Un rapide passage en revue de quelques sources médiatiques et on peut entendre chez « CALVI » ces phrases dites par les invités « chroniques » : « On est dans une période où il faut faire des économies » – « Elle n’avait pas de sens politique, mais des convictions » – « Elle n’a jamais travaillé dans une entreprise ou un organisme », elle lit les dossiers » – « si elle se met en rupture avec le PS, elle n’est plus rien » – « Proglio obtient le prolongement de toutes ces centrales le jour où Delphine Batho est limogée » – « Vous qui avez dû manier la chose écologique », et par les mêmes, apprendre que Monsieur Ayrault se glorifie de ce que son gouvernement va proposer « un nouveau modèle de société », on se demande bien lequel.

Avec l’écologie, les secteurs qui subissent des restrictions budgétaires sont l’agriculture, la culture, l’éducation et la défense. On se demande où sont les priorités de ce gouvernement qui n’a de « socialiste » que le nom ?

Delphine Batho, spécialiste de la sécurité, même pas écologiste défend l’écologie car elle a pu apprendre certaines vérités en lisant les dossiers dont elle avait la charge. Tous les ministres ne les lisent-ils pas ?

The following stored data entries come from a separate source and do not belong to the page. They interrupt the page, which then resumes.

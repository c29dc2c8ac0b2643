use std::sync::{Arc, Barrier, Mutex};

use axum::response::Response;
use chrono::Utc;
use serde_json::Value;

use crate::config::ModerationConfig;
use crate::workflows::moderation::domain::{
    Actor, ActorId, CancellationDetails, CourseDetails, CourseLevel, EnrollmentId, EntityId,
    EntityKind, EntitySubject, ExamDetails, InstructorProfile, LectureDetails, ModerationRecord,
    ReviewState,
};
use crate::workflows::moderation::memory::{
    InMemoryDispatcher, InMemoryEnrollmentLedger, InMemoryEntityStore,
    InMemoryInstructorDirectory,
};
use crate::workflows::moderation::notification::Notification;
use crate::workflows::moderation::repository::{
    DispatchError, EntityStore, InstructorDirectory, NotificationDispatcher, RepositoryError,
};
use crate::workflows::moderation::ModerationService;

pub(super) const INSTRUCTOR: &str = "instructor-7";
pub(super) const STUDENT: &str = "student-3";
pub(super) const REVIEWER: &str = "admin-1";
pub(super) const REVIEW_INBOX: &str = "moderation-inbox";

pub(super) fn instructor() -> Actor {
    Actor::owner(INSTRUCTOR)
}

pub(super) fn student() -> Actor {
    Actor::owner(STUDENT)
}

pub(super) fn reviewer() -> Actor {
    Actor::reviewer(REVIEWER)
}

pub(super) fn config() -> ModerationConfig {
    ModerationConfig {
        review_inbox: REVIEW_INBOX.to_string(),
        max_batch_size: 10,
    }
}

pub(super) fn complete_course() -> EntitySubject {
    EntitySubject::Course(CourseDetails {
        title: Some("Rust for Backend Engineers".to_string()),
        level: Some(CourseLevel::Intermediate),
        description: Some("Ownership, async and production services.".to_string()),
        price: Some(49_000),
    })
}

pub(super) fn course_without_price() -> EntitySubject {
    EntitySubject::Course(CourseDetails {
        title: Some("Draft Course".to_string()),
        level: Some(CourseLevel::Beginner),
        description: Some("Work in progress".to_string()),
        price: None,
    })
}

pub(super) fn lecture(course: &EntityId, title: &str, video_url: Option<&str>) -> EntitySubject {
    EntitySubject::Lecture(LectureDetails {
        course_id: course.clone(),
        title: title.to_string(),
        video_url: video_url.map(str::to_string),
        duration_seconds: Some(600),
    })
}

pub(super) fn exam(course: &EntityId) -> EntitySubject {
    EntitySubject::Exam(ExamDetails {
        course_id: course.clone(),
        title: "Midterm".to_string(),
        question_count: 20,
    })
}

pub(super) fn cancellation(enrollment: &str, course: &EntityId) -> EntitySubject {
    EntitySubject::CancellationRequest(CancellationDetails {
        enrollment_id: EnrollmentId(enrollment.to_string()),
        course_id: course.clone(),
        student_reason: Some("schedule conflict".to_string()),
    })
}

pub(super) fn complete_profile() -> InstructorProfile {
    InstructorProfile {
        name: Some("Dana Lee".to_string()),
        email: Some("dana@example.com".to_string()),
        bio: Some("Backend engineer".to_string()),
        career_years: Some(8),
        resume_file_path: Some("resumes/dana.pdf".to_string()),
    }
}

/// Standalone record for engine-level tests that bypass the service.
pub(super) fn record(
    id: &str,
    owner: &str,
    subject: EntitySubject,
    state: Option<ReviewState>,
) -> ModerationRecord {
    ModerationRecord {
        id: EntityId(id.to_string()),
        owner_id: ActorId(owner.to_string()),
        subject,
        state,
        created_at: Utc::now(),
        decided_at: None,
        version: 0,
        history: Vec::new(),
    }
}

pub(super) struct Harness {
    pub service: Arc<ModerationService<InMemoryEntityStore, InMemoryDispatcher>>,
    pub store: InMemoryEntityStore,
    pub dispatcher: InMemoryDispatcher,
    pub profiles: InMemoryInstructorDirectory,
    pub ledger: InMemoryEnrollmentLedger,
}

pub(super) fn harness() -> Harness {
    let store = InMemoryEntityStore::default();
    let dispatcher = InMemoryDispatcher::default();
    let profiles = InMemoryInstructorDirectory::default();
    let ledger = InMemoryEnrollmentLedger::default();

    let service = Arc::new(ModerationService::new(
        Arc::new(store.clone()),
        Arc::new(dispatcher.clone()),
        Arc::new(profiles.clone()),
        Arc::new(ledger.clone()),
        &config(),
    ));

    Harness {
        service,
        store,
        dispatcher,
        profiles,
        ledger,
    }
}

impl Harness {
    pub(super) fn with_complete_profile(self) -> Self {
        self.profiles
            .upsert(ActorId(INSTRUCTOR.to_string()), complete_profile())
            .expect("profile stored");
        self
    }

    pub(super) fn submit(&self, actor: &Actor, subject: EntitySubject) -> EntityId {
        self.service
            .submit(actor, subject)
            .expect("submission accepted")
            .id
    }

    pub(super) fn stored(&self, id: &EntityId) -> ModerationRecord {
        self.store
            .fetch(id)
            .expect("store reachable")
            .expect("record present")
    }
}

/// Dispatcher that always refuses, for exercising the fire-and-forget path.
#[derive(Default, Clone)]
pub(super) struct FailingDispatcher {
    pub attempts: Arc<Mutex<u32>>,
}

impl FailingDispatcher {
    pub(super) fn attempts(&self) -> u32 {
        *self.attempts.lock().expect("attempts mutex")
    }
}

impl NotificationDispatcher for FailingDispatcher {
    fn enqueue(&self, _notification: Notification) -> Result<(), DispatchError> {
        *self.attempts.lock().expect("attempts mutex") += 1;
        Err(DispatchError::Transport("smtp relay down".to_string()))
    }
}

/// Fails the first `failures` enqueues, then delegates.
pub(super) struct FlakyDispatcher {
    pub remaining_failures: Mutex<u32>,
    pub inner: InMemoryDispatcher,
}

impl NotificationDispatcher for FlakyDispatcher {
    fn enqueue(&self, notification: Notification) -> Result<(), DispatchError> {
        let mut remaining = self.remaining_failures.lock().expect("failures mutex");
        if *remaining > 0 {
            *remaining -= 1;
            return Err(DispatchError::Transport("queue busy".to_string()));
        }
        self.inner.enqueue(notification)
    }
}

/// Store whose reads always fail.
pub(super) struct UnavailableStore;

impl EntityStore for UnavailableStore {
    fn insert(&self, _record: ModerationRecord) -> Result<ModerationRecord, RepositoryError> {
        Err(RepositoryError::Unavailable("database offline".to_string()))
    }

    fn fetch(&self, _id: &EntityId) -> Result<Option<ModerationRecord>, RepositoryError> {
        Err(RepositoryError::Unavailable("database offline".to_string()))
    }

    fn commit(
        &self,
        _expected_version: u64,
        _record: ModerationRecord,
    ) -> Result<ModerationRecord, RepositoryError> {
        Err(RepositoryError::Unavailable("database offline".to_string()))
    }

    fn remove(
        &self,
        _id: &EntityId,
        _expected_version: u64,
    ) -> Result<ModerationRecord, RepositoryError> {
        Err(RepositoryError::Unavailable("database offline".to_string()))
    }

    fn list(&self, _kind: Option<EntityKind>) -> Result<Vec<ModerationRecord>, RepositoryError> {
        Err(RepositoryError::Unavailable("database offline".to_string()))
    }
}

/// Store that fails reads and writes for one entity and delegates the rest.
pub(super) struct ShardedStore {
    pub inner: InMemoryEntityStore,
    pub offline: EntityId,
}

impl ShardedStore {
    fn check(&self, id: &EntityId) -> Result<(), RepositoryError> {
        if id == &self.offline {
            return Err(RepositoryError::Unavailable("shard down".to_string()));
        }
        Ok(())
    }
}

impl EntityStore for ShardedStore {
    fn insert(&self, record: ModerationRecord) -> Result<ModerationRecord, RepositoryError> {
        self.inner.insert(record)
    }

    fn fetch(&self, id: &EntityId) -> Result<Option<ModerationRecord>, RepositoryError> {
        self.check(id)?;
        self.inner.fetch(id)
    }

    fn commit(
        &self,
        expected_version: u64,
        record: ModerationRecord,
    ) -> Result<ModerationRecord, RepositoryError> {
        self.check(&record.id)?;
        self.inner.commit(expected_version, record)
    }

    fn remove(
        &self,
        id: &EntityId,
        expected_version: u64,
    ) -> Result<ModerationRecord, RepositoryError> {
        self.check(id)?;
        self.inner.remove(id, expected_version)
    }

    fn list(&self, kind: Option<EntityKind>) -> Result<Vec<ModerationRecord>, RepositoryError> {
        self.inner.list(kind)
    }
}

/// Instructor directory that cannot be reached.
pub(super) struct OfflineDirectory;

impl InstructorDirectory for OfflineDirectory {
    fn profile(&self, _instructor: &ActorId) -> Result<Option<InstructorProfile>, RepositoryError> {
        Err(RepositoryError::Unavailable("profile service offline".to_string()))
    }
}

/// Store that holds every `fetch` at a barrier so two callers read the same version
/// before either commits.
pub(super) struct RacingStore {
    pub inner: InMemoryEntityStore,
    pub barrier: Arc<Barrier>,
}

impl EntityStore for RacingStore {
    fn insert(&self, record: ModerationRecord) -> Result<ModerationRecord, RepositoryError> {
        self.inner.insert(record)
    }

    fn fetch(&self, id: &EntityId) -> Result<Option<ModerationRecord>, RepositoryError> {
        let record = self.inner.fetch(id)?;
        self.barrier.wait();
        Ok(record)
    }

    fn commit(
        &self,
        expected_version: u64,
        record: ModerationRecord,
    ) -> Result<ModerationRecord, RepositoryError> {
        self.inner.commit(expected_version, record)
    }

    fn remove(
        &self,
        id: &EntityId,
        expected_version: u64,
    ) -> Result<ModerationRecord, RepositoryError> {
        self.inner.remove(id, expected_version)
    }

    fn list(&self, kind: Option<EntityKind>) -> Result<Vec<ModerationRecord>, RepositoryError> {
        self.inner.list(kind)
    }
}

pub(super) async fn read_json_body(response: Response) -> Value {
    let body = axum::body::to_bytes(response.into_body(), 64 * 1024)
        .await
        .expect("body readable");
    serde_json::from_slice(&body).expect("body is json")
}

Toutes ces remarques, alors que nous sommes au début du XXIème siècle, font écho à ce documentaire diffusé sur Arte « une nouvelle histoire de l’homme » où on peut entendre ceci : « l’homme moderne, homo sapiens, a tendance à trop solliciter son environnement, à le presser comme un citron ».

Au fur et à mesure de son expansion sur la Terre, il y a eu extinction de plusieurs espèces d’animaux, comme par exemple le lion des cavernes, ainsi que de beaucoup d’animaux de plus de 45 kg comme en Australie. De toutes les espèces, l’homme est le seul qui a surexploité son environnement et qui continue de plus belle, mais contrairement à l’Homo Sapiens préhistorique, il atteint cette fois-ci les limites terrestres.

N’est-il pas temps de faire une pause, pour réfléchir, Monsieur Hollande, qu’en pensez-vous ?

La rébellion de Delphine Batho, qui peut-être parce qu’elle a lu les dossiers, qu’elle était chargée d’étudier, faisant ainsi son travail, a pris conscience de la réalité, et a décidé de passer outre les conventions, et de dire franchement ce qu’elle pensait. Elle a désobéi, car elle n’a pas voulu se taire, ni en temps que femme, ni en tant que ministre de l’écologie, l’une comme l’autre « devraient » pourtant savoir se taire, semble-t-il. Est-ce là un signe de changement ?

En écologie et justice sociale, d’autres révoltes se poursuivent, sur tous les fronts, où la vérité a besoin de s’exprimer. Même si l’on considère que le capitalisme trouve ses propres limites en touchant celles de la planète, on oublie trop souvent qu’une autre limite s’annonce : celle de la patience des hommes…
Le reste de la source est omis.